Here is the core of Roberts' argument:
The banks don't want Greece to be able to service its debt, because the banks intend to use Greece's inability to service the debt in order to loot Greece of its assets and resources and in order to roll back the social safety net put in place during the 20th century. Neoliberalism intends to reestablish feudalism . . . . The way Germany sees it, the [International Monetary Fund] is supposed to lend Greece the money with which to repay the private German banks. Then the IMF is to be repaid by forcing Greece to reduce or abolish old age pensions, reduce public services and employment, and use the revenues saved to repay the IMF. As these amounts will be insufficient, additional austerity measures are imposed that require Greece to sell its national assets, such as public water companies and ports and protected Greek islands to foreign investors, principally the banks themselves or their major clients. (emphasis supplied)
In essence, Roberts is predicting that Greece will eventually cease to be a sovereign nation; it will become a feudal serfdom controlled by private investors--principally German banks.

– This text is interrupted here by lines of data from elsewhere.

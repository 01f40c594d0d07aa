//! A namespaced, in-process document store: the reference
//! `ReadModelClientFactory` implementation ingestors project into in tests
//! and local development.

use std::collections::HashMap;
use std::sync::Arc;

use async_trait::async_trait;
use sequent_core::{CasingPolicy, ReadModelClientFactory};
use serde_json::Value;
use tokio::sync::Mutex;

/// A projection target: documents grouped into named collections, each
/// keyed by an application-chosen id. Namespacing (one `InMemoryClient` per
/// read-model generation) is handled by [`InMemoryClientFactory::make`];
/// this type itself only stores documents.
pub struct InMemoryClient {
    pub namespace: String,
    collections: Mutex<HashMap<String, HashMap<String, Value>>>,
}

impl InMemoryClient {
    fn new(namespace: impl Into<String>) -> Self {
        Self {
            namespace: namespace.into(),
            collections: Mutex::new(HashMap::new()),
        }
    }

    pub async fn put(&self, collection: &str, id: impl Into<String>, document: Value) {
        let mut collections = self.collections.lock().await;
        collections.entry(collection.to_string()).or_default().insert(id.into(), document);
    }

    pub async fn get(&self, collection: &str, id: &str) -> Option<Value> {
        self.collections.lock().await.get(collection).and_then(|docs| docs.get(id)).cloned()
    }

    pub async fn delete(&self, collection: &str, id: &str) {
        if let Some(docs) = self.collections.lock().await.get_mut(collection) {
            docs.remove(id);
        }
    }

    /// Snapshot of every document in `collection`, in no particular order.
    pub async fn all(&self, collection: &str) -> Vec<Value> {
        self.collections
            .lock()
            .await
            .get(collection)
            .map(|docs| docs.values().cloned().collect())
            .unwrap_or_default()
    }

    pub async fn len(&self, collection: &str) -> usize {
        self.collections.lock().await.get(collection).map(HashMap::len).unwrap_or(0)
    }
}

/// Idempotent registry of [`InMemoryClient`]s keyed by namespace, mirroring
/// `InMemoryTopicFactory`'s idempotent `make` contract.
pub struct InMemoryClientFactory {
    naming_convention: CasingPolicy,
    suffix_separator: String,
    clients: Mutex<HashMap<String, Arc<InMemoryClient>>>,
}

impl Default for InMemoryClientFactory {
    fn default() -> Self {
        Self {
            naming_convention: CasingPolicy::Kebab,
            suffix_separator: "-".to_string(),
            clients: Mutex::new(HashMap::new()),
        }
    }
}

impl InMemoryClientFactory {
    pub fn new() -> Self {
        Self::default()
    }

    pub fn with_naming_convention(mut self, naming_convention: CasingPolicy) -> Self {
        self.naming_convention = naming_convention;
        self
    }

    pub fn with_suffix_separator(mut self, suffix_separator: impl Into<String>) -> Self {
        self.suffix_separator = suffix_separator.into();
        self
    }
}

#[async_trait]
impl ReadModelClientFactory for InMemoryClientFactory {
    type Client = InMemoryClient;

    fn naming_convention(&self) -> CasingPolicy {
        self.naming_convention
    }

    fn suffix_separator(&self) -> &str {
        &self.suffix_separator
    }

    async fn make(&self, namespace: &str) -> anyhow::Result<Arc<InMemoryClient>> {
        let mut clients = self.clients.lock().await;
        if let Some(client) = clients.get(namespace) {
            return Ok(client.clone());
        }
        let client = Arc::new(InMemoryClient::new(namespace));
        clients.insert(namespace.to_string(), client.clone());
        Ok(client)
    }
}

#[cfg(test)]
mod tests {
    use super::*;
    use serde_json::json;

    #[tokio::test]
    async fn put_then_get_roundtrips_a_document() {
        let client = InMemoryClient::new("users-abc123");
        client.put("users", "1", json!({"name": "Ada"})).await;
        assert_eq!(client.get("users", "1").await, Some(json!({"name": "Ada"})));
    }

    #[tokio::test]
    async fn delete_removes_a_document() {
        let client = InMemoryClient::new("users-abc123");
        client.put("users", "1", json!({"name": "Ada"})).await;
        client.delete("users", "1").await;
        assert_eq!(client.get("users", "1").await, None);
    }

    #[tokio::test]
    async fn make_is_idempotent_per_namespace() {
        let factory = InMemoryClientFactory::new();
        let a = factory.make("projection-abc").await.unwrap();
        a.put("users", "1", json!({"name": "Ada"})).await;
        let b = factory.make("projection-abc").await.unwrap();
        assert_eq!(b.get("users", "1").await, Some(json!({"name": "Ada"})));
    }

    #[tokio::test]
    async fn distinct_namespaces_do_not_share_storage() {
        let factory = InMemoryClientFactory::new();
        let a = factory.make("projection-a").await.unwrap();
        let b = factory.make("projection-b").await.unwrap();
        a.put("users", "1", json!({"name": "Ada"})).await;
        assert_eq!(b.get("users", "1").await, None);
    }
}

Something similar is occurring in American higher education. Private investors are operating for-profit colleges for the purpose of looting American taxpayers, who provide the federal student loan money that naive students use to pay the colleges' outlandish tuition prices. Almost half the students who take out student loans to attend for-profit colleges default within five years, but the for-profit colleges doesn't care. They got their money upfront.
How does this equate to feudalism? The Obama administration knows that student-loan default rates are shockingly high, but it is covering up this problem by forcing students into long-term income-based repayment plans--plans that require former students to pay a percentage of their income to the government for 20, 25, or even 30 years. In a very real sense, these long-term debtors have become feudal serfs, indebted for almost their entire working lives for the privilege of attending a shitty for-profit college. (Perhaps I should have used a different word than shitty--just can't think of one right now.)
And it's not just the for-profit college owners who benefit from this scam. The public colleges and the not-for-profit private colleges are collecting their share of the loot--jacking up tuition prices, knowing that students will simply borrow more and more money to pay their escalating tuition bills.
In fact, college presidents have become the 21st century equivalents of feudal lords--living in palatial presidential homes, flying around the world in private jets to hob nob with donors, and collecting unseemly salaries, while low-paid adjuncts teach the classes much like the serfs of the middle ages.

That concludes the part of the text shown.